Quantitative proteomics and biochemical analyses reveal the role of endoplasmin in the regulation of the expression and secretion of A Disintegrin And Metalloproteinase 12

A Disintegrin And Metalloproteinase 12 (ADAM12) is highly expressed in multiple cancers such as breast and cervical cancers and its high expression reduces the overall patient survival rate. ADAM12 has two major splicing variants, the long membrane-anchored form ADAM12L and the short secreted form ADAM12S. However, how they are regulated and whether they are modulated similarly or differently in cells are not clear. Here, we use affinity purification and mass spectrometry to identify the ADAM12S-interacting proteins.
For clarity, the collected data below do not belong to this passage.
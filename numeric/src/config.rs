use log::{debug, warn};
use serde::{Deserialize, Serialize};
use std::fmt;

use crate::error::{MathError, MathResult};
use crate::parse::parse_rational;
use crate::rational::Rational;

/// 출력 방식
#[derive(Debug, Clone, Copy, PartialEq, Eq, Hash)]
pub enum DisplayMode {
    Fraction,
    Integer,
    Real,
    Scientific,
    Hex,
    Octal,
    Binary,
}

impl DisplayMode {
    pub fn from_name(name: &str) -> MathResult<Self> {
        let mode = match name.trim().to_ascii_lowercase().as_str() {
            "fraction" | "frac" => DisplayMode::Fraction,
            "integer" | "int" => DisplayMode::Integer,
            "real" | "float" | "default" => DisplayMode::Real,
            "scientific" | "sci" | "exp" => DisplayMode::Scientific,
            "hexadecimal" | "hex" => DisplayMode::Hex,
            "octal" | "oct" => DisplayMode::Octal,
            "binary" | "bin" => DisplayMode::Binary,
            other => {
                return Err(MathError::domain(
                    "mode",
                    format!("invalid output mode: {}", other),
                ))
            }
        };
        Ok(mode)
    }

    pub fn name(self) -> &'static str {
        match self {
            DisplayMode::Fraction => "fraction",
            DisplayMode::Integer => "integer",
            DisplayMode::Real => "real",
            DisplayMode::Scientific => "scientific",
            DisplayMode::Hex => "hexadecimal",
            DisplayMode::Octal => "octal",
            DisplayMode::Binary => "binary",
        }
    }
}

#[derive(Debug, Clone, Copy, PartialEq, Eq, Hash)]
pub enum ConfigKey {
    Mode,
    Display,
    Epsilon,
    Quomod,
    Quo,
    Mod,
    Sqrt,
    Appr,
    Cfappr,
    Cfsim,
    Round,
}

impl ConfigKey {
    pub const ALL: [ConfigKey; 11] = [
        ConfigKey::Mode,
        ConfigKey::Display,
        ConfigKey::Epsilon,
        ConfigKey::Quomod,
        ConfigKey::Quo,
        ConfigKey::Mod,
        ConfigKey::Sqrt,
        ConfigKey::Appr,
        ConfigKey::Cfappr,
        ConfigKey::Cfsim,
        ConfigKey::Round,
    ];

    pub fn from_name(name: &str) -> MathResult<Self> {
        ConfigKey::ALL
            .iter()
            .copied()
            .find(|key| key.name() == name)
            .ok_or_else(|| MathError::undefined(format!("config parameter {}", name)))
    }

    pub fn name(self) -> &'static str {
        match self {
            ConfigKey::Mode => "mode",
            ConfigKey::Display => "display",
            ConfigKey::Epsilon => "epsilon",
            ConfigKey::Quomod => "quomod",
            ConfigKey::Quo => "quo",
            ConfigKey::Mod => "mod",
            ConfigKey::Sqrt => "sqrt",
            ConfigKey::Appr => "appr",
            ConfigKey::Cfappr => "cfappr",
            ConfigKey::Cfsim => "cfsim",
            ConfigKey::Round => "round",
        }
    }
}

#[derive(Debug, Clone, PartialEq, Eq)]
pub enum ConfigValue {
    Mode(DisplayMode),
    Count(u32),
    Epsilon(Rational),
}

impl fmt::Display for ConfigValue {
    fn fmt(&self, f: &mut fmt::Formatter<'_>) -> fmt::Result {
        match self {
            ConfigValue::Mode(mode) => f.write_str(mode.name()),
            ConfigValue::Count(n) => write!(f, "{}", n),
            ConfigValue::Epsilon(eps) => write!(f, "{}", eps),
        }
    }
}

/// 계산 설정. 전역이 아니라 값으로 들고 다닌다.
#[derive(Debug, Clone, PartialEq, Eq)]
pub struct Config {
    epsilon: Rational,
    display: u32,
    mode: DisplayMode,
    quomod: u32,
    quo: u32,
    modulo: u32,
    sqrt: u32,
    appr: u32,
    cfappr: u32,
    cfsim: u32,
    round: u32,
}

impl Default for Config {
    fn default() -> Self {
        Config {
            epsilon: Rational::pow10(-20),
            display: 20,
            mode: DisplayMode::Real,
            quomod: 0,
            quo: 2,
            modulo: 0,
            sqrt: 24,
            appr: 24,
            cfappr: 0,
            cfsim: 8,
            round: 24,
        }
    }
}

/// 상한 2^31 (계수형 설정값)
const COUNT_LIMIT: u32 = 1 << 31;

impl Config {
    pub fn epsilon(&self) -> &Rational {
        &self.epsilon
    }

    pub fn display(&self) -> u32 {
        self.display
    }

    pub fn mode(&self) -> DisplayMode {
        self.mode
    }

    pub fn quomod(&self) -> u32 {
        self.quomod
    }

    pub fn quo(&self) -> u32 {
        self.quo
    }

    pub fn modulo(&self) -> u32 {
        self.modulo
    }

    pub fn sqrt(&self) -> u32 {
        self.sqrt
    }

    pub fn appr(&self) -> u32 {
        self.appr
    }

    pub fn cfappr(&self) -> u32 {
        self.cfappr
    }

    pub fn cfsim(&self) -> u32 {
        self.cfsim
    }

    pub fn round(&self) -> u32 {
        self.round
    }

    /// 호출별 epsilon이 있으면 그것을, 없으면 설정값을 쓴다.
    pub fn effective_epsilon<'a>(
        &'a self,
        op: &'static str,
        eps: Option<&'a Rational>,
    ) -> MathResult<&'a Rational> {
        match eps {
            None => Ok(&self.epsilon),
            Some(eps) => {
                if !eps.is_positive() {
                    return Err(MathError::domain(op, "epsilon must be positive"));
                }
                if eps > &Rational::one() {
                    warn!("{}: epsilon {} is coarser than 1", op, eps);
                }
                Ok(eps)
            }
        }
    }

    pub fn get(&self, key: ConfigKey) -> ConfigValue {
        match key {
            ConfigKey::Mode => ConfigValue::Mode(self.mode),
            ConfigKey::Epsilon => ConfigValue::Epsilon(self.epsilon.clone()),
            ConfigKey::Display => ConfigValue::Count(self.display),
            ConfigKey::Quomod => ConfigValue::Count(self.quomod),
            ConfigKey::Quo => ConfigValue::Count(self.quo),
            ConfigKey::Mod => ConfigValue::Count(self.modulo),
            ConfigKey::Sqrt => ConfigValue::Count(self.sqrt),
            ConfigKey::Appr => ConfigValue::Count(self.appr),
            ConfigKey::Cfappr => ConfigValue::Count(self.cfappr),
            ConfigKey::Cfsim => ConfigValue::Count(self.cfsim),
            ConfigKey::Round => ConfigValue::Count(self.round),
        }
    }

    /// 값을 검사해 바꾸고 이전 값을 돌려준다.
    pub fn set(&mut self, key: ConfigKey, value: ConfigValue) -> MathResult<ConfigValue> {
        let previous = self.get(key);
        match (key, value) {
            (ConfigKey::Mode, ConfigValue::Mode(mode)) => self.mode = mode,
            (ConfigKey::Epsilon, ConfigValue::Epsilon(eps)) => {
                if !eps.is_positive() {
                    return Err(MathError::domain("epsilon", "epsilon must be positive"));
                }
                self.epsilon = eps;
            }
            (ConfigKey::Epsilon, ConfigValue::Count(n)) => {
                if n == 0 {
                    return Err(MathError::domain("epsilon", "epsilon must be positive"));
                }
                self.epsilon = Rational::from_i64(n as i64);
            }
            (ConfigKey::Mode, other) | (ConfigKey::Display, other @ ConfigValue::Mode(_)) => {
                return Err(MathError::coercion(key.name(), other.to_string(), "config value"))
            }
            (_, ConfigValue::Count(n)) => {
                if n >= COUNT_LIMIT {
                    return Err(MathError::domain(key.name(), "integer too big"));
                }
                let slot = self.count_slot(key).ok_or_else(|| {
                    MathError::coercion(key.name(), n.to_string(), "config value")
                })?;
                *slot = n;
            }
            (_, other) => {
                return Err(MathError::coercion(key.name(), other.to_string(), "integer"))
            }
        }
        debug!("config {} = {} (was {})", key.name(), self.get(key), previous);
        Ok(previous)
    }

    /// 유리수 입력을 키에 맞게 검사한다. mode는 이름으로만 바꾼다.
    pub fn set_rational(&mut self, key: ConfigKey, value: &Rational) -> MathResult<ConfigValue> {
        match key {
            ConfigKey::Epsilon => self.set(key, ConfigValue::Epsilon(value.clone())),
            ConfigKey::Mode => Err(MathError::coercion("mode", value.to_string(), "mode name")),
            _ => {
                let n = count_from_rational(key.name(), value)?;
                self.set(key, ConfigValue::Count(n))
            }
        }
    }

    pub fn set_mode_name(&mut self, name: &str) -> MathResult<ConfigValue> {
        let mode = DisplayMode::from_name(name)?;
        self.set(ConfigKey::Mode, ConfigValue::Mode(mode))
    }

    /// 계수형 키의 저장 칸. mode, epsilon 은 None.
    fn count_slot(&mut self, key: ConfigKey) -> Option<&mut u32> {
        match key {
            ConfigKey::Display => Some(&mut self.display),
            ConfigKey::Quomod => Some(&mut self.quomod),
            ConfigKey::Quo => Some(&mut self.quo),
            ConfigKey::Mod => Some(&mut self.modulo),
            ConfigKey::Sqrt => Some(&mut self.sqrt),
            ConfigKey::Appr => Some(&mut self.appr),
            ConfigKey::Cfappr => Some(&mut self.cfappr),
            ConfigKey::Cfsim => Some(&mut self.cfsim),
            ConfigKey::Round => Some(&mut self.round),
            ConfigKey::Mode | ConfigKey::Epsilon => None,
        }
    }

    pub fn from_json(text: &str) -> MathResult<Self> {
        let file: ConfigFile = serde_json::from_str(text)
            .map_err(|err| MathError::coercion("config", err.to_string(), "configuration"))?;
        let mut config = Config::default();
        config.apply_file(&file)?;
        Ok(config)
    }

    pub fn apply_file(&mut self, file: &ConfigFile) -> MathResult<()> {
        if let Some(eps) = &file.epsilon {
            let eps = parse_rational(eps, "epsilon")?;
            self.set(ConfigKey::Epsilon, ConfigValue::Epsilon(eps))?;
        }
        if let Some(mode) = &file.mode {
            self.set_mode_name(mode)?;
        }
        let counts = [
            (ConfigKey::Display, file.display),
            (ConfigKey::Quomod, file.quomod),
            (ConfigKey::Quo, file.quo),
            (ConfigKey::Mod, file.modulo),
            (ConfigKey::Sqrt, file.sqrt),
            (ConfigKey::Appr, file.appr),
            (ConfigKey::Cfappr, file.cfappr),
            (ConfigKey::Cfsim, file.cfsim),
            (ConfigKey::Round, file.round),
        ];
        for (key, value) in counts {
            if let Some(n) = value {
                self.set(key, ConfigValue::Count(n))?;
            }
        }
        Ok(())
    }

    pub fn to_file(&self) -> ConfigFile {
        ConfigFile {
            epsilon: Some(self.epsilon.to_string()),
            mode: Some(self.mode.name().to_string()),
            display: Some(self.display),
            quomod: Some(self.quomod),
            quo: Some(self.quo),
            modulo: Some(self.modulo),
            sqrt: Some(self.sqrt),
            appr: Some(self.appr),
            cfappr: Some(self.cfappr),
            cfsim: Some(self.cfsim),
            round: Some(self.round),
        }
    }
}

fn count_from_rational(name: &'static str, value: &Rational) -> MathResult<u32> {
    let n = value
        .to_integer()
        .ok_or_else(|| MathError::domain(name, format!("non-integer value for {}", name)))?;
    if n.sign() == num_bigint::Sign::Minus {
        return Err(MathError::domain(name, format!("negative value for {}", name)));
    }
    num_traits::ToPrimitive::to_u32(&n)
        .filter(|n| *n < COUNT_LIMIT)
        .ok_or_else(|| MathError::domain(name, format!("integer too big for {}", name)))
}

/// JSON 설정 문서. 빠진 키는 기본값을 유지한다.
#[derive(Debug, Default, Clone, PartialEq, Eq, Serialize, Deserialize)]
#[serde(default, deny_unknown_fields)]
pub struct ConfigFile {
    #[serde(skip_serializing_if = "Option::is_none")]
    pub epsilon: Option<String>,
    #[serde(skip_serializing_if = "Option::is_none")]
    pub mode: Option<String>,
    #[serde(skip_serializing_if = "Option::is_none")]
    pub display: Option<u32>,
    #[serde(skip_serializing_if = "Option::is_none")]
    pub quomod: Option<u32>,
    #[serde(skip_serializing_if = "Option::is_none")]
    pub quo: Option<u32>,
    #[serde(rename = "mod", skip_serializing_if = "Option::is_none")]
    pub modulo: Option<u32>,
    #[serde(skip_serializing_if = "Option::is_none")]
    pub sqrt: Option<u32>,
    #[serde(skip_serializing_if = "Option::is_none")]
    pub appr: Option<u32>,
    #[serde(skip_serializing_if = "Option::is_none")]
    pub cfappr: Option<u32>,
    #[serde(skip_serializing_if = "Option::is_none")]
    pub cfsim: Option<u32>,
    #[serde(skip_serializing_if = "Option::is_none")]
    pub round: Option<u32>,
}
Spectral counting and MaxQuant label-free quantification reveal that ADAM12S but not ADAM12L specifically interacts with a subset of endoplasmic reticulum proteins, such as endoplasmin (GRP94), 78 kDa glucose-regulated protein (GRP78), and UDP-glucose:glycoprotein glucosyltransferase I (UGGT1), that regulate the folding and processing of secreted proteins. Further biochemical experiments validate the interaction between ADAM12S and several of its interacting proteins. Computational docking analysis demonstrates that GRP94 preferentially interacts with ADAM12S over ADAM12L. The data also suggest that both the protein expression level and the secretion of ADAM12S are regulated by GRP94 expression and knockdown. Our results reveal a link between these two proteins that are highly expressed in cancer cells. Furthermore, our studies define a new ADAM12S-specific regulator that may contribute to the cancer development.